*** Opening Data listing ***
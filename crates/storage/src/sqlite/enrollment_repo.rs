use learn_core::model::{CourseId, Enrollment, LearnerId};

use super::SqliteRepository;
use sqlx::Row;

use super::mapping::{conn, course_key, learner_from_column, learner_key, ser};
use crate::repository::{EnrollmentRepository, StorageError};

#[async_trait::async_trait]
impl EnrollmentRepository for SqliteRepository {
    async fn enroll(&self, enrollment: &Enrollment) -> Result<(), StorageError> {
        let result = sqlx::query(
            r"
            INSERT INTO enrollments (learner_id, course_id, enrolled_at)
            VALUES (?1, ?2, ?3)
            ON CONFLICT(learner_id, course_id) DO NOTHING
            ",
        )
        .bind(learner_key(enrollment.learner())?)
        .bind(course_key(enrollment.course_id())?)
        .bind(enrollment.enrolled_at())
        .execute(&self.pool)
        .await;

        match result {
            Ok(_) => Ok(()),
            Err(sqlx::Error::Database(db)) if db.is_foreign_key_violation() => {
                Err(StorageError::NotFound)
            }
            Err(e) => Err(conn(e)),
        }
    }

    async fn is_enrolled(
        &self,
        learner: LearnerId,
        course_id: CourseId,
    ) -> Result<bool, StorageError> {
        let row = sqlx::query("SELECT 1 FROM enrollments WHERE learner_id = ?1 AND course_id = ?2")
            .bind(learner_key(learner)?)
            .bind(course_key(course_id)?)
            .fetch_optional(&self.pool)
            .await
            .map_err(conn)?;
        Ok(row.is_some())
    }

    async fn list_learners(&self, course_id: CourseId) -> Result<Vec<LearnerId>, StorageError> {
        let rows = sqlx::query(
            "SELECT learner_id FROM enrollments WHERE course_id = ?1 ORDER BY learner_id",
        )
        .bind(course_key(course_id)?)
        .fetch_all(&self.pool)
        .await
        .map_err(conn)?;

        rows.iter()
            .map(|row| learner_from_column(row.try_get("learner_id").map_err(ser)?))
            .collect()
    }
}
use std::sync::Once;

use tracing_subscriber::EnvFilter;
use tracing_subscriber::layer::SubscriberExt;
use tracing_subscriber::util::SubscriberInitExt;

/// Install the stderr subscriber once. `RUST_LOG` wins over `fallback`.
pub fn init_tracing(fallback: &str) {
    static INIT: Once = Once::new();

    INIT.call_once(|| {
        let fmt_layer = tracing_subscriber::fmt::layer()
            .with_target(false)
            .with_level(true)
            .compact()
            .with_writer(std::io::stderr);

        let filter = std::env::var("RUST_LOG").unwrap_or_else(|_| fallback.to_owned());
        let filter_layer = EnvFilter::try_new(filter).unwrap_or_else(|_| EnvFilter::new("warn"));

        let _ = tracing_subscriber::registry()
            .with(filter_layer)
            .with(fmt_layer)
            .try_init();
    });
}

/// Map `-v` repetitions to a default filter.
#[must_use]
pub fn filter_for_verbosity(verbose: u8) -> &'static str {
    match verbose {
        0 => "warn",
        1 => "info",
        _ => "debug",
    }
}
*** Closing Data listing ***
## Exercise description
All of the material above should be printed out in full, word for word.

## Solution to this task
filename crates/storage/src/sqlite/enrollment_repo.rs
use learn_core::model::{CourseId, Enrollment, LearnerId};

use super::SqliteRepository;
use sqlx::Row;

use super::mapping::{conn, course_key, learner_from_column, learner_key, ser};
use crate::repository::{EnrollmentRepository, StorageError};

#[async_trait::async_trait]
impl EnrollmentRepository for SqliteRepository {
    async fn enroll(&self, enrollment: &Enrollment) -> Result<(), StorageError> {
        let result = sqlx::query(
            r"
            INSERT INTO enrollments (learner_id, course_id, enrolled_at)
            VALUES (?1, ?2, ?3)
            ON CONFLICT(learner_id, course_id) DO NOTHING
            ",
        )
        .bind(learner_key(enrollment.learner())?)
        .bind(course_key(enrollment.course_id())?)
        .bind(enrollment.enrolled_at())
        .execute(&self.pool)
        .await;

        match result {
            Ok(_) => Ok(()),
            Err(sqlx::Error::Database(db)) if db.is_foreign_key_violation() => {
                Err(StorageError::NotFound)
            }
            Err(e) => Err(conn(e)),
        }
    }

    async fn is_enrolled(
        &self,
        learner: LearnerId,
        course_id: CourseId,
    ) -> Result<bool, StorageError> {
        let row = sqlx::query("SELECT 1 FROM enrollments WHERE learner_id = ?1 AND course_id = ?2")
            .bind(learner_key(learner)?)
            .bind(course_key(course_id)?)
            .fetch_optional(&self.pool)
            .await
            .map_err(conn)?;
        Ok(row.is_some())
    }

    async fn list_learners(&self, course_id: CourseId) -> Result<Vec<LearnerId>, StorageError> {
        let rows = sqlx::query(
            "SELECT learner_id FROM enrollments WHERE course_id = ?1 ORDER BY learner_id",
        )
        .bind(course_key(course_id)?)
        .fetch_all(&self.pool)
        .await
        .map_err(conn)?;

        rows.iter()
            .map(|row| learner_from_column(row.try_get("learner_id").map_err(ser)?))
            .collect()
    }
}
use std::sync::Once;

use tracing_subscriber::EnvFilter;
use tracing_subscriber::layer::SubscriberExt;
use tracing_subscriber::util::SubscriberInitExt;

/// Install the stderr subscriber once. `RUST_LOG` wins over `fallback`.
pub fn init_tracing(fallback: &str) {
    static INIT: Once = Once::new();

    INIT.call_once(|| {
        let fmt_layer = tracing_subscriber::fmt::layer()
            .with_target(false)
            .with_level(true)
            .compact()
            .with_writer(std::io::stderr);

        let filter = std::env::var("RUST_LOG").unwrap_or_else(|_| fallback.to_owned());
        let filter_layer = EnvFilter::try_new(filter).unwrap_or_else(|_| EnvFilter::new("warn"));

        let _ = tracing_subscriber::registry()
            .with(filter_layer)
            .with(fmt_layer)
            .try_init();
    });
}

/// Map `-v` repetitions to a default filter.
#[must_use]
pub fn filter_for_verbosity(verbose: u8) -> &'static str {
    match verbose {
        0 => "warn",
        1 => "info",
        _ => "debug",
    }
}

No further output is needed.